In previous work, we focused on the use of an accelerometer to measure step activity and lying behaviors in pre-weaned calves (Swartz, McGilliard, & Petersson-Wolfe, 2016). We found reductions in lying bouts and step activity in calves with respiratory disease when compared to healthy controls (Swartz, Findlay, & Petersson-Wolfe, 2017). However, with digestive disorders occurring in 56% of ill calves (Urie et al., 2018b), identification of alterations in lying behaviors and step activity may be useful in identifying calves with neonatal calf diarrhea (NCD). Therefore, the objective of this study was to examine the association of NCD with step activity and lying behaviors using an accelerometer. We hypothesized that calves with NCD would take fewer steps, have fewer lying bouts, and spend more time lying than healthy calves.

Material and methods

This study was conducted from March 2016 through August 2016 at the Virginia Tech dairy in Blacksburg, VA, USA in accordance with guidelines set by the Institutional Animal Care and Use Committee (16-002). The results presented in this paper characterize a different subset of data from a previous study that reported behavioral changes associated with respiratory disease, and all experimental procedures were previously described (Swartz et al., 2017).

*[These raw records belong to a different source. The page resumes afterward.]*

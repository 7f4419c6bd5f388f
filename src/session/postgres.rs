//! PostgreSQL session over `may_postgres`.
//!
//! Statements are rendered with sea-query's PostgreSQL builder and their
//! bound values converted to `ToSql` parameters. Nested transactions are
//! savepoints inside a transaction opened on first use.

use chrono::{DateTime, Utc};
use may_postgres::types::ToSql;
use may_postgres::Client;
use sea_query::Values;

use crate::config::DatabaseConfig;
use crate::entity::Row;
use crate::error::{FastgearError, Result};
use crate::metrics::instrument;
use crate::query::{DeleteStatement, InsertStatement, SelectStatement, UpdateStatement};
use crate::schema::{ColumnType, TableDef};
use crate::session::{ExecResult, Session};
use crate::value::Value;

pub struct PgSession {
    client: Client,
    in_transaction: bool,
    savepoints: usize,
}

impl PgSession {
    pub fn new(client: Client) -> Self {
        Self {
            client,
            in_transaction: false,
            savepoints: 0,
        }
    }

    /// Connects to `config.url`.
    pub fn connect(config: &DatabaseConfig) -> Result<Self> {
        let client = may_postgres::connect(&config.url)?;
        log::debug!("connected to {}", redact(&config.url));
        Ok(Self::new(client))
    }

    pub fn client(&self) -> &Client {
        &self.client
    }

    pub fn into_client(self) -> Client {
        self.client
    }

    /// Rolls back the open transaction, savepoints included.
    pub fn rollback(&mut self) -> Result<()> {
        if self.in_transaction {
            self.client.execute("ROLLBACK", &[])?;
        }
        self.in_transaction = false;
        self.savepoints = 0;
        Ok(())
    }

    fn query_rows(&self, sql: &str, values: &Values) -> Result<Vec<may_postgres::Row>> {
        with_converted_params(values, |params| Ok(self.client.query(sql, params)?))
    }

    fn execute(&self, sql: &str, values: &Values) -> Result<u64> {
        with_converted_params(values, |params| Ok(self.client.execute(sql, params)?))
    }
}

/// Hides the password of a connection string in log output.
fn redact(url: &str) -> String {
    match (url.find("://"), url.rfind('@')) {
        (Some(scheme), Some(at)) if at > scheme => {
            let credentials = &url[scheme + 3..at];
            match credentials.split_once(':') {
                Some((user, _)) => format!("{}{user}:***{}", &url[..scheme + 3], &url[at..]),
                None => url.to_string(),
            }
        }
        _ => url.to_string(),
    }
}

/// Converts sea-query values into owned `ToSql` parameters and runs `f`
/// with references to them.
fn with_converted_params<F, R>(values: &Values, f: F) -> Result<R>
where
    F: FnOnce(&[&dyn ToSql]) -> Result<R>,
{
    let mut owned: Vec<Box<dyn ToSql>> = Vec::with_capacity(values.0.len());
    for value in values.iter() {
        owned.push(to_sql(value)?);
    }
    let params: Vec<&dyn ToSql> = owned.iter().map(|p| p.as_ref()).collect();
    f(&params)
}

fn to_sql(value: &sea_query::Value) -> Result<Box<dyn ToSql>> {
    use sea_query::Value as V;

    Ok(match value {
        V::Bool(b) => Box::new(*b),
        V::TinyInt(i) => Box::new(i.map(i32::from)),
        V::SmallInt(i) => Box::new(i.map(i32::from)),
        V::Int(i) => Box::new(*i),
        V::BigInt(i) => Box::new(*i),
        V::TinyUnsigned(u) => Box::new(u.map(i32::from)),
        V::SmallUnsigned(u) => Box::new(u.map(i32::from)),
        V::Unsigned(u) => Box::new(u.map(i64::from)),
        V::BigUnsigned(u) => match u {
            Some(u) => Box::new(Some(i64::try_from(*u).map_err(|_| {
                FastgearError::Database(format!("value {u} exceeds the BIGINT range"))
            })?)),
            None => Box::new(None::<i64>),
        },
        V::Float(f) => Box::new(f.map(f64::from)),
        V::Double(d) => Box::new(*d),
        V::String(s) => Box::new(s.as_ref().map(|s| s.to_string())),
        V::Json(j) => Box::new(j.as_ref().map(|j| serde_json::Value::clone(j))),
        V::ChronoDateTimeUtc(d) => Box::new(d.as_ref().map(|d| DateTime::<Utc>::clone(d))),
        V::Uuid(u) => Box::new(u.as_ref().map(|u| uuid::Uuid::clone(u))),
        other => {
            return Err(FastgearError::Database(format!(
                "unsupported value type in query: {other:?}"
            )))
        }
    })
}

fn decode(table: &TableDef, row: &may_postgres::Row) -> Result<Row> {
    let mut decoded = Row::new();
    for (idx, column) in row.columns().iter().enumerate() {
        let name = column.name();
        let value = match table.column_type(name) {
            Some(ColumnType::Integer) => row.try_get::<_, Option<i32>>(idx).map(Value::from),
            Some(ColumnType::BigInteger) => row.try_get::<_, Option<i64>>(idx).map(Value::from),
            Some(ColumnType::Float) => row.try_get::<_, Option<f64>>(idx).map(Value::from),
            Some(ColumnType::Boolean) => row.try_get::<_, Option<bool>>(idx).map(Value::from),
            Some(ColumnType::Timestamp) => row
                .try_get::<_, Option<DateTime<Utc>>>(idx)
                .map(Value::from),
            Some(ColumnType::Uuid) => row.try_get::<_, Option<uuid::Uuid>>(idx).map(Value::from),
            Some(ColumnType::Json) => row
                .try_get::<_, Option<serde_json::Value>>(idx)
                .map(Value::from),
            Some(ColumnType::Text) | None => {
                row.try_get::<_, Option<String>>(idx).map(Value::from)
            }
        }
        .map_err(|e| FastgearError::Decode(format!("{}.{name}: {e}", table.name())))?;
        decoded.set(name, value);
    }
    Ok(decoded)
}

impl Session for PgSession {
    fn query(&mut self, statement: &SelectStatement) -> Result<Vec<Row>> {
        let table = statement.table();
        instrument("select", table.name(), || {
            let (sql, values) = statement.build()?;
            self.query_rows(&sql, &values)?
                .iter()
                .map(|row| decode(table, row))
                .collect()
        })
    }

    fn count(&mut self, statement: &SelectStatement) -> Result<u64> {
        instrument("count", statement.table().name(), || {
            let (sql, values) = statement.build_count()?;
            let rows = self.query_rows(&sql, &values)?;
            let count: i64 = match rows.first() {
                Some(row) => row
                    .try_get(0)
                    .map_err(|e| FastgearError::Decode(format!("count: {e}")))?,
                None => 0,
            };
            Ok(count.max(0) as u64)
        })
    }

    fn insert(&mut self, statement: &InsertStatement) -> Result<Vec<Row>> {
        let table = statement.table();
        instrument("insert", table.name(), || {
            if statement.rows().is_empty() {
                return Ok(Vec::new());
            }
            let (sql, values) = statement.build()?;
            self.query_rows(&sql, &values)?
                .iter()
                .map(|row| decode(table, row))
                .collect()
        })
    }

    fn update(&mut self, statement: &UpdateStatement) -> Result<ExecResult> {
        let table = statement.table();
        instrument("update", table.name(), || {
            let (sql, values) = statement.build()?;
            if statement.is_returning() {
                let rows = self
                    .query_rows(&sql, &values)?
                    .iter()
                    .map(|row| decode(table, row))
                    .collect::<Result<Vec<_>>>()?;
                Ok(ExecResult {
                    rows_affected: rows.len() as u64,
                    rows,
                })
            } else {
                Ok(ExecResult {
                    rows_affected: self.execute(&sql, &values)?,
                    rows: Vec::new(),
                })
            }
        })
    }

    fn delete(&mut self, statement: &DeleteStatement) -> Result<ExecResult> {
        let table = statement.table();
        instrument("delete", table.name(), || {
            let (sql, values) = statement.build()?;
            if statement.is_returning() {
                let rows = self
                    .query_rows(&sql, &values)?
                    .iter()
                    .map(|row| decode(table, row))
                    .collect::<Result<Vec<_>>>()?;
                Ok(ExecResult {
                    rows_affected: rows.len() as u64,
                    rows,
                })
            } else {
                Ok(ExecResult {
                    rows_affected: self.execute(&sql, &values)?,
                    rows: Vec::new(),
                })
            }
        })
    }

    fn begin_nested(&mut self) -> Result<()> {
        if !self.in_transaction {
            self.client.execute("BEGIN", &[])?;
            self.in_transaction = true;
        }
        self.savepoints += 1;
        self.client
            .execute(&format!("SAVEPOINT sp_{}", self.savepoints), &[])?;
        Ok(())
    }

    fn release_nested(&mut self) -> Result<()> {
        if self.savepoints == 0 {
            return Err(FastgearError::Transaction("no savepoint to release".into()));
        }
        self.client
            .execute(&format!("RELEASE SAVEPOINT sp_{}", self.savepoints), &[])?;
        self.savepoints -= 1;
        Ok(())
    }

    fn rollback_nested(&mut self) -> Result<()> {
        if self.savepoints == 0 {
            return Err(FastgearError::Transaction("no savepoint to roll back".into()));
        }
        let savepoint = self.savepoints;
        self.savepoints -= 1;
        self.client
            .execute(&format!("ROLLBACK TO SAVEPOINT sp_{savepoint}"), &[])?;
        Ok(())
    }

    fn in_nested_transaction(&self) -> bool {
        self.savepoints > 0
    }

    fn flush(&mut self) -> Result<()> {
        // Statements are sent as they execute.
        Ok(())
    }

    fn commit(&mut self) -> Result<()> {
        if self.in_transaction {
            self.client.execute("COMMIT", &[])?;
            self.in_transaction = false;
            self.savepoints = 0;
        }
        Ok(())
    }
}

Female Holstein and Jersey calves (n = 30; 19 Holstein and 11 Jersey) were enrolled at birth, housed outside in individual hutches (4.1 by 1.2 m; Hampel Corp., Germantown, WI), ear tagged, and fed 4 L of colostrum after birth. Calves remained in individual hutches for the first 6 days of life. While in hutches, calves were bottle-fed 2 L of 40.6°C water mixed with 300 grams of milk replacer (13% Total Solids; Cow's Match®, Warm Front® PB, Land O'Lakes Animal Milk Products Co., Shoreview, MN) twice daily.

When the calf was 7 days of age, calves were moved into group-housing with an automatic calf feeder (FA Förster-Technik GmbH, Engen, Germany) at approximately 0800 h just prior to the first feeding. The pen had a 6.3 by 6.0 m sawdust bedded pack, and a 4.3 by 6.0 m concrete alley which was maintained by the farm staff. The number of calves in the group was dynamic, as calves entered group-housing 7 days after birth, and left after weaning. The automatic calf feeder gradually increased milk replacer allowances (13% Total Solids; Cow's Match®, Warm Front® PB, Land O'Lakes Animal Milk Products Co., Shoreview, MN) from 6 L to a maximum of 12 L of milk per day; maximum milk allowance was reached when calves were 16 days of age. Weaning began at 46 days of age until 55 days of age when calves were weaned and removed from the pen. In group-housing, calves were allowed ad libitum access to both water (WaterMatic 150, Ritchie Industries Inc., Conrad, IA) and calf starter in a metal feed bunk (Intensity 22% Textured Calf Starter Medicated, Southern States, Richmond, VA). Grain refusals were discarded daily, and new grain was provided to ensure ad libitum access. No other feedstuff was provided.

Previously validated accelerometers (AfiTag II, AfiMilk LTD., Kibbutz Afikim, Israel) on dairy calves were attached to the calves’ right rear legs at birth to collect step activity and lying behaviors (Swartz et al., 2016). These variables were collected wirelessly every 15-min and transmitted to a computer (AfiAct II, Afimilk LTD., Kibbutz Afikim, Israel). Data were then summarized into daily steps (no./d), lying time (h/d), and lying bouts (no./d) using Excel spreadsheets (Microsoft Corp., Redmond, WA). Lying bout duration was calculated by dividing daily lying times by the number of lying bouts.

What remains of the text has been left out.